SpaceX has demonstrated for a second time just how short a turnaround it can accomplish at LC-39A with Thursday’s static fire of the Falcon 9 that is set to launch the Inmarsat 5 F4 satellite Monday afternoon. As preparations for that mission continue, the flight two slots down on the manifest, the mid-June launch of BulgariaSat 1, has now been announced and confirmed as the next mission to make use of a flight-proven Falcon 9 core stage.
Inmarsat 5 F4 static fire:
Coming an impressive 10 days after the launch of the NROL-76 mission for the National Reconnaissance Office, SpaceX brought fire to LC-39A again for the static fire of the Inmarsat 5 launch campaign.
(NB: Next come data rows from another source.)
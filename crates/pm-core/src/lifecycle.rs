//! Pattern lifecycle: match, update, and promote.
//!
//! Each candidate is matched against the active catalog (first match wins).
//! A match bumps the pattern's counters. An unmatched candidate is compared
//! with historical candidates from other work units; once enough of them are
//! similar it is promoted to a new pattern.

use chrono::{DateTime, Utc};
use pm_common::{IssueCandidate, IssuePattern, PatternId};
use serde::{Deserialize, Serialize};
use tracing::{debug, info};

use crate::catalog::{
    per_source_indices, CandidateHistory, CatalogError, CreateOutcome, HistoricalCandidate,
    LinkKind, NewPattern, PatternLink, PatternStore, PatternUpdate,
};
use crate::classify::Classifier;
use crate::similarity::{tokenize, token_set_similarity, SimilarityMatcher};

/// New occurrence count of a matched pattern.
#[derive(Debug, Clone, PartialEq, Eq, Serialize, Deserialize)]
#[serde(rename_all = "camelCase")]
pub struct PatternCountUpdate {
    pub pattern_id: PatternId,
    pub new_occurrence_count: u32,
}

/// What happened to one candidate.
#[derive(Debug, Clone, PartialEq)]
pub enum CandidateOutcome {
    Matched {
        pattern_id: PatternId,
        new_occurrence_count: u32,
    },
    Created(IssuePattern),
    /// Unmatched, with too few similar prior candidates to promote.
    Unpromoted { similar_priors: usize },
}

/// Per-run lifecycle results. Matched and updated entries are listed once
/// per matching candidate, so a pattern hit twice appears twice.
#[derive(Debug, Clone, Default, PartialEq)]
pub struct LifecycleReport {
    pub matched: Vec<PatternId>,
    pub updated: Vec<PatternCountUpdate>,
    pub created: Vec<IssuePattern>,
    pub outcomes: Vec<CandidateOutcome>,
}

impl LifecycleReport {
    pub fn unpromoted(&self) -> usize {
        self.outcomes
            .iter()
            .filter(|o| matches!(o, CandidateOutcome::Unpromoted { .. }))
            .count()
    }
}

/// Drives matching and promotion for one work unit's candidates.
pub struct PatternLifecycleManager<'a> {
    store: &'a dyn PatternStore,
    history: &'a dyn CandidateHistory,
    matcher: SimilarityMatcher,
    classifier: &'a Classifier,
    min_occurrences: u32,
}

impl<'a> PatternLifecycleManager<'a> {
    pub fn new(
        store: &'a dyn PatternStore,
        history: &'a dyn CandidateHistory,
        matcher: SimilarityMatcher,
        classifier: &'a Classifier,
        min_occurrences: u32,
    ) -> Self {
        Self {
            store,
            history,
            matcher,
            classifier,
            min_occurrences,
        }
    }

    /// Process candidates in order. The active catalog is re-read for every
    /// candidate, so patterns created earlier in the run can be matched by
    /// later candidates.
    pub fn process(
        &self,
        work_unit_id: &str,
        candidates: &[IssueCandidate],
        now: DateTime<Utc>,
    ) -> Result<LifecycleReport, CatalogError> {
        let mut report = LifecycleReport::default();
        if candidates.is_empty() {
            return Ok(report);
        }
        let priors = self.history.prior_candidates(work_unit_id)?;

        let indices = per_source_indices(candidates);
        for (candidate, index) in candidates.iter().zip(indices) {
            let outcome = self.process_one(index, candidate, &priors, now)?;
            match &outcome {
                CandidateOutcome::Matched {
                    pattern_id,
                    new_occurrence_count,
                } => {
                    report.matched.push(*pattern_id);
                    report.updated.push(PatternCountUpdate {
                        pattern_id: *pattern_id,
                        new_occurrence_count: *new_occurrence_count,
                    });
                }
                CandidateOutcome::Created(pattern) => report.created.push(pattern.clone()),
                CandidateOutcome::Unpromoted { .. } => {}
            }
            report.outcomes.push(outcome);
        }

        Ok(report)
    }

    fn process_one(
        &self,
        index: usize,
        candidate: &IssueCandidate,
        priors: &[HistoricalCandidate],
        now: DateTime<Utc>,
    ) -> Result<CandidateOutcome, CatalogError> {
        let active = self.store.list_active()?;
        if let Some((pattern, score)) = self.matcher.find_match(&candidate.description, &active) {
            debug!(
                pattern_id = %pattern.pattern_id,
                similarity = score,
                "candidate matched pattern"
            );
            return self.record_match(index, candidate, pattern, now);
        }

        let similar = self.similar_priors(candidate, priors);
        let needed = self.min_occurrences.saturating_sub(1) as usize;
        if similar.len() < needed {
            debug!(
                work_unit = %candidate.work_unit_key,
                count = similar.len(),
                needed,
                "candidate not promoted"
            );
            return Ok(CandidateOutcome::Unpromoted {
                similar_priors: similar.len(),
            });
        }

        let first_seen = similar
            .first()
            .map(|p| p.work_unit_id.clone())
            .unwrap_or_else(|| candidate.work_unit_id.clone());
        let new = NewPattern {
            category: self.classifier.categorize(&candidate.description),
            issue_summary: candidate.description.clone(),
            occurrence_count: u32::try_from(similar.len() + 1).unwrap_or(u32::MAX),
            first_seen_work_unit_id: first_seen,
            last_seen_work_unit_id: candidate.work_unit_id.clone(),
            severity: self.classifier.assess_severity(&candidate.description),
        };

        match self.store.create_if_absent(new, now)? {
            CreateOutcome::Created(pattern) => {
                info!(
                    pattern_id = %pattern.pattern_id,
                    category = %pattern.category,
                    severity = %pattern.severity,
                    count = pattern.occurrence_count,
                    "created pattern"
                );
                self.link(index, candidate, pattern.pattern_id, LinkKind::Created, now)?;
                Ok(CandidateOutcome::Created(pattern))
            }
            CreateOutcome::Existing(pattern) => {
                debug!(
                    pattern_id = %pattern.pattern_id,
                    "same-text pattern already exists, counting as match"
                );
                self.record_match(index, candidate, &pattern, now)
            }
        }
    }

    /// Prior candidates at or above the threshold, oldest first.
    fn similar_priors<'p>(
        &self,
        candidate: &IssueCandidate,
        priors: &'p [HistoricalCandidate],
    ) -> Vec<&'p HistoricalCandidate> {
        let tokens = tokenize(&candidate.description);
        priors
            .iter()
            .filter(|p| {
                token_set_similarity(&tokens, &tokenize(&p.description)) >= self.matcher.threshold()
            })
            .collect()
    }

    fn record_match(
        &self,
        index: usize,
        candidate: &IssueCandidate,
        pattern: &IssuePattern,
        now: DateTime<Utc>,
    ) -> Result<CandidateOutcome, CatalogError> {
        let new_count = pattern.occurrence_count.saturating_add(1);
        self.store.update(
            pattern.pattern_id,
            &PatternUpdate {
                occurrence_count: Some(new_count),
                last_seen_work_unit_id: Some(candidate.work_unit_id.clone()),
                updated_at: Some(now),
                ..Default::default()
            },
        )?;
        self.link(index, candidate, pattern.pattern_id, LinkKind::Matched, now)?;
        Ok(CandidateOutcome::Matched {
            pattern_id: pattern.pattern_id,
            new_occurrence_count: new_count,
        })
    }

    fn link(
        &self,
        index: usize,
        candidate: &IssueCandidate,
        pattern_id: PatternId,
        link: LinkKind,
        now: DateTime<Utc>,
    ) -> Result<(), CatalogError> {
        self.store.link_occurrence(PatternLink {
            pattern_id,
            work_unit_id: candidate.work_unit_id.clone(),
            source: candidate.source,
            candidate_index: index,
            kind: candidate.kind.clone(),
            description: candidate.description.clone(),
            link,
            linked_at: now,
        })
    }
}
The static fire ties the shortest turnaround the pad has seen for SpaceX at just 10 days between a launch and a static fire, with an anticipated – and only once seen before – 14 days between two launches.
That record was set with the 14 day turnaround at SLC-40 in September 2014 – between the AsiaSat 6 launch on the 7th and the CRS-4 mission on the 21st.
Documentation in L2 shows that the time between Echostar XXIII and SES-10 could have been even shorter, at just 12 days from launch to launch; however, range shuffling with the continuously-delayed Atlas V for the Orbital ATK OA-7 mission pushed SES-10 out of its range approved 27 March date, with the launch eventually falling on 30 March.
After SES-10, a two week delayed due to the NRO’s secretive payload precluded SpaceX from repeating its rapid turnaround efforts with the NROL-76 mission, though it is understood and documented in L2 that Pad-A and the TEL (Transporter/Erector/Launcher) were ready to support the NRO launch in its original mid-April slot.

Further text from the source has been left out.